When I was a girl my friends made money babysitting...that didn't sound like fun to me. I'd rather mow the lawn or pull dandelions for a penny a piece than babysit. The best thing about sitting was that once the little tikes (or terrors, considering some of the kids I sat) went to bed, I could raid the pantry for cookies and watch whatever I wanted on the TV. Back then, nobody was thinking what a wonderful mother I would be one day!
Fast forward to my son's birth...to begin with, for some odd reason, I'd always imagined I'd be the mother of girls. Yes, I'd taken ballet and worn a new 'bonnet' every Easter. But after I thought about it a while I realized that my best friend, Gayle, and I had spent much more time torturing Barbie and racing her pink dream convertible around my basement than we'd every spent dressing her up in that swanky pink satin number with the rabbit fur stole.

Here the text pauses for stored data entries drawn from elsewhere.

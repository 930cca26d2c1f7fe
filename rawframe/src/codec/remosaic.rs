//! RGB to Bayer remosaic.
//!
//! Collapses an interleaved RGB plane back into a single-channel CFA mosaic:
//! each output position keeps the channel its CFA phase dictates, taken from
//! the RGB pixel at the same position.

use crate::codec::CfaPattern;

pub fn remosaic_rgb_to_bayer(rgb: &[u16], width: usize, height: usize, phase: CfaPattern) -> Vec<u16> {
    assert!(
        rgb.len() >= width * height * 3,
        "RGB plane too short: {} < {}",
        rgb.len(),
        width * height * 3
    );

    let mut bayer = vec![0u16; width * height];

    for y in 0..height {
        for x in 0..width {
            let channel = phase.color_at(x, y) as usize;
            bayer[y * width + x] = rgb[(y * width + x) * 3 + channel];
        }
    }

    bayer
}

#[cfg(test)]
mod tests {
    use super::*;

    fn rgb_plane(width: usize, height: usize, r: impl Fn(usize, usize) -> u16) -> Vec<u16> {
        let mut rgb = Vec::with_capacity(width * height * 3);
        for y in 0..height {
            for x in 0..width {
                rgb.push(r(x, y));
                rgb.push(0);
                rgb.push(0);
            }
        }
        rgb
    }

    #[test]
    fn test_red_lands_on_red_positions_rggb() {
        // R ramp 0..15 over a 4x4 plane, G=B=0
        let rgb = rgb_plane(4, 4, |x, y| (y * 4 + x) as u16);
        let bayer = remosaic_rgb_to_bayer(&rgb, 4, 4, CfaPattern::Rggb);

        // Red positions (even x, even y) carry the red ramp value
        for &(x, y) in &[(0usize, 0usize), (2, 0), (0, 2), (2, 2)] {
            assert_eq!(bayer[y * 4 + x], (y * 4 + x) as u16, "red at ({x},{y})");
        }
        // Green and blue positions are zero
        for &(x, y) in &[(1usize, 0usize), (0, 1), (1, 1), (3, 2), (2, 3)] {
            assert_eq!(bayer[y * 4 + x], 0, "non-red at ({x},{y})");
        }
    }

    #[test]
    fn test_bggr_picks_blue_first() {
        let mut rgb = vec![0u16; 2 * 2 * 3];
        // One pixel at (0,0): R=10, G=20, B=30
        rgb[0] = 10;
        rgb[1] = 20;
        rgb[2] = 30;

        let bayer = remosaic_rgb_to_bayer(&rgb, 2, 2, CfaPattern::Bggr);
        assert_eq!(bayer[0], 30);

        let bayer = remosaic_rgb_to_bayer(&rgb, 2, 2, CfaPattern::Rggb);
        assert_eq!(bayer[0], 10);

        let bayer = remosaic_rgb_to_bayer(&rgb, 2, 2, CfaPattern::Grbg);
        assert_eq!(bayer[0], 20);
    }
}
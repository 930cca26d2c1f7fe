use thiserror::Error;

/// Per-read failures, delivered through the read callback. All of these are
/// recovered locally; the directory itself stays valid.
#[derive(Debug, Clone, Error, PartialEq, Eq)]
pub enum VfsError {
    #[error("No entry matches the requested path")]
    NotFound,

    #[error("Failed to decode source frame: {0}")]
    Decode(String),

    #[error("Failed to render frame: {0}")]
    Render(String),

    #[error("Frame production failed recently, in cooldown")]
    CoolingDown,
}

impl VfsError {
    /// Negative error code for the host-OS adapter; zero is success.
    pub fn os_code(&self) -> i32 {
        match self {
            VfsError::NotFound => -2,
            VfsError::Decode(_) => -5,
            VfsError::Render(_) => -5,
            VfsError::CoolingDown => -11,
        }
    }
}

I grew up climbing willow trees, playing in the river and racing around the neighborhood playing some version of cowboys and Indians/KGB vs. CIA/or Cops and Robbers. When I look back, ballet and piano lessons seem more like interludes than definitions of my childhood. Clearly, I should have seen little boys in my future! God in his wisdom...
So what did I do when the nurse handed me my baby boy? I read everything. I became an expert on parenting. I knew it all, or thought I did. Looking back, my mom was probably very patient with me, considering how stubborn I must have occasionally been with regard to the 'rules' of parenting. God bless my oldest son, he was, like every first born, my parenting guinea pig. And like so many other first borns, he survived, thrived--despite my and Dr. Spock's best efforts-- and became a young man I'm very proud of.
I've been a parent long enough to have learned that parenting rules are made to be broken and the only time you are most likely guaranteed failures is when you refuse to toss out the rule book.
Do I know it all? Not at all. But realizing that you don't is a great education.
So here I am, a couple weeks away from having been a parent fifty-ONE percent of my life. Funny, that first half seems more like something I read in a book, and an unfinished one at that. It interests and affects me, but the best part if missing.
The best part started half my lifetime ago.